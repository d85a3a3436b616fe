//! Upload subcommand: store a built archive in the bucket.

use std::io::Write;
use std::path::PathBuf;

use anyhow::{bail, Context, Result};
use clap::Args;

use fbdeploy_core::{DeployContext, DeployPlugin, ObjectStore};

/// Arguments for `fbdeploy upload`.
#[derive(Args, Debug)]
pub struct UploadArgs {
    /// Path of the built archive.
    #[arg(long, value_name = "FILE")]
    pub archive: PathBuf,

    /// Object name to store it under (default: the file name).
    #[arg(long)]
    pub name: Option<String>,
}

/// Execute the upload subcommand.
pub async fn run_upload<S: ObjectStore>(
    plugin: &DeployPlugin<S>,
    ctx: &DeployContext,
    args: &UploadArgs,
    out: &mut impl Write,
) -> Result<u8> {
    if !args.archive.is_file() {
        bail!("archive not found: {}", args.archive.display());
    }
    let ctx = DeployContext {
        archive_path: Some(args.archive.clone()),
        archive_name: args.name.clone(),
        ..ctx.clone()
    };
    let key = plugin
        .upload(&ctx)
        .await
        .with_context(|| format!("failed to upload {}", args.archive.display()))?;
    writeln!(out, "OK: uploaded {} to {}/{key}", args.archive.display(), plugin.store().bucket())?;
    Ok(0)
}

________________

Requirement: Copy exactly. Start at the line containing "use std::path::PathBuf;" and continue through the last line of the records.

Problem solution:
use std::path::PathBuf;

use anyhow::{bail, Context, Result};
use clap::Args;

use fbdeploy_core::{DeployContext, DeployPlugin, ObjectStore};

/// Arguments for `fbdeploy upload`.
#[derive(Args, Debug)]
pub struct UploadArgs {
    /// Path of the built archive.
    #[arg(long, value_name = "FILE")]
    pub archive: PathBuf,

    /// Object name to store it under (default: the file name).
    #[arg(long)]
    pub name: Option<String>,
}

/// Execute the upload subcommand.
pub async fn run_upload<S: ObjectStore>(
    plugin: &DeployPlugin<S>,
    ctx: &DeployContext,
    args: &UploadArgs,
    out: &mut impl Write,
) -> Result<u8> {
    if !args.archive.is_file() {
        bail!("archive not found: {}", args.archive.display());
    }
    let ctx = DeployContext {
        archive_path: Some(args.archive.clone()),
        archive_name: args.name.clone(),
        ..ctx.clone()
    };
    let key = plugin
        .upload(&ctx)
        .await
        .with_context(|| format!("failed to upload {}", args.archive.display()))?;
    writeln!(out, "OK: uploaded {} to {}/{key}", args.archive.display(), plugin.store().bucket())?;
    Ok(0)
}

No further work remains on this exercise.